Taimi smiled. He was so fun. Octy… she tried the name out in her mind. It fit him.

“I’m Taimi Groves,” she said, “It’s not numbers. Taimi means sapling in Mila’s secret language. So I’m plants I guess. I call myself Taimi too. I like it. I think it’s cool that you and your brother are named after numbers that are still names.”

“My little sister is November Sevens, which means Nine Sevens! Ha! We’re like the Mathematical Family!”

It sounded cool. So were she and Mila like a… plant… no, bo-tan-ic-al family? She giggled at that in her mind. She was a blue flower, like a bluebell or a forget-me-not. Mila changed colour a lot, when she dyed her hair. Now she was like an orchid.

Okay, so they knew each other’s names. It was a big step, somehow. Maybe Taimi should ask about Octy being or not being a bizoogoto. Or… maybe she should ask… Taimi started feeling nervous again. It happened often around her new friend. What should they do now? Should she invite him up into her room to play? Or should they talk more about who they were and how to get back to Octy’s home? But for that they had to get away from Mila’s listening ears. Taimi could feel her worry in her mind.

She got up.

“Hey, let’s go outside,” she said, “I can show you the yard.”

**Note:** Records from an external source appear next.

//! Console window bookkeeping, console control events and DPI awareness.

use crate::session::StopSignal;
use log::{info, warn};
use std::sync::OnceLock;
use std::time::Duration;
use windows::Win32::Foundation::{BOOL, FALSE, HWND, TRUE};
use windows::Win32::System::Console::{
    GetConsoleWindow, SetConsoleCtrlHandler, CTRL_BREAK_EVENT, CTRL_CLOSE_EVENT, CTRL_C_EVENT,
    CTRL_LOGOFF_EVENT, CTRL_SHUTDOWN_EVENT,
};
use windows::Win32::UI::HiDpi::{SetProcessDpiAwareness, PROCESS_PER_MONITOR_DPI_AWARE};
use windows::Win32::UI::WindowsAndMessaging::{
    SetProcessDPIAware, ShowWindow, SW_MINIMIZE, SW_RESTORE,
};

/// The console window this process is attached to.
pub struct Console {
    hwnd: HWND,
}

impl Console {
    /// The current console window, if there is one.
    pub fn attach() -> Option<Self> {
        let hwnd = unsafe { GetConsoleWindow() };
        (!hwnd.is_invalid()).then_some(Self { hwnd })
    }

    /// Get the console out of the way of the icons.
    pub fn minimize(&self) {
        let _ = unsafe { ShowWindow(self.hwnd, SW_MINIMIZE) };
    }

    pub fn restore(&self) {
        let _ = unsafe { ShowWindow(self.hwnd, SW_RESTORE) };
    }
}

/// Opt out of DPI virtualisation so screen metrics are in physical pixels,
/// the same space icon positions are reported in.
pub fn set_dpi_awareness() {
    if unsafe { SetProcessDpiAwareness(PROCESS_PER_MONITOR_DPI_AWARE) }.is_ok() {
        info!("DPI awareness: per monitor");
    } else if unsafe { SetProcessDPIAware() }.as_bool() {
        info!("DPI awareness: system");
    } else {
        warn!("could not set DPI awareness, screen metrics may be scaled");
    }
}

/// How long a close, logoff or shutdown event is held back so the session
/// can put the icons back.  Windows kills the process after about five
/// seconds regardless.
const CLOSE_GRACE: Duration = Duration::from_millis(4500);

static STOP: OnceLock<StopSignal> = OnceLock::new();

/// Console control events iconsnake reacts to.
#[derive(Debug, Clone, Copy, PartialEq, Eq)]
enum ConsoleEvent {
    /// Ctrl+C or Ctrl+Break: the process keeps running.
    Interrupt,
    /// The console is going away: the process ends when the handler returns.
    Close,
}

fn classify(event: u32) -> Option<ConsoleEvent> {
    match event {
        CTRL_C_EVENT | CTRL_BREAK_EVENT => Some(ConsoleEvent::Interrupt),
        CTRL_CLOSE_EVENT | CTRL_LOGOFF_EVENT | CTRL_SHUTDOWN_EVENT => Some(ConsoleEvent::Close),
        _ => None,
    }
}

unsafe extern "system" fn on_console_event(event: u32) -> BOOL {
    let (Some(kind), Some(stop)) = (classify(event), STOP.get()) else {
        return FALSE;
    };
    stop.stop();
    if kind == ConsoleEvent::Close {
        std::thread::sleep(CLOSE_GRACE);
    }
    TRUE
}

/// Turn Ctrl+C, Ctrl+Break and closing the console into `stop`.
///
/// Only the first signal passed in is used.
pub fn forward_stop_events(stop: StopSignal) -> windows::core::Result<()> {
    if STOP.set(stop).is_err() {
        warn!("console events already forwarded to another stop signal");
    }
    unsafe { SetConsoleCtrlHandler(Some(on_console_event), TRUE) }
}

#[cfg(test)]
mod tests {
    use super::*;

    #[test]
    fn interrupts_and_closes_are_told_apart() {
        assert_eq!(classify(CTRL_C_EVENT), Some(ConsoleEvent::Interrupt));
        assert_eq!(classify(CTRL_BREAK_EVENT), Some(ConsoleEvent::Interrupt));
        assert_eq!(classify(CTRL_CLOSE_EVENT), Some(ConsoleEvent::Close));
        assert_eq!(classify(CTRL_SHUTDOWN_EVENT), Some(ConsoleEvent::Close));
        assert_eq!(classify(42), None);
    }
}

After a moment of thinking, she also took some flour and syrup from the cupboard. If she accidentally sent guilty feelings into Mila’s mind, she could make Mila think it was because she was painting the ground again.

She felt bad about lying, but she wanted to make sure she could help her friend.

She felt a bit silly because she was too old to spill food on the ground, but she did it anyway. It was a sneaky plan, right? Octy watched her for a while, thoughtful and quiet.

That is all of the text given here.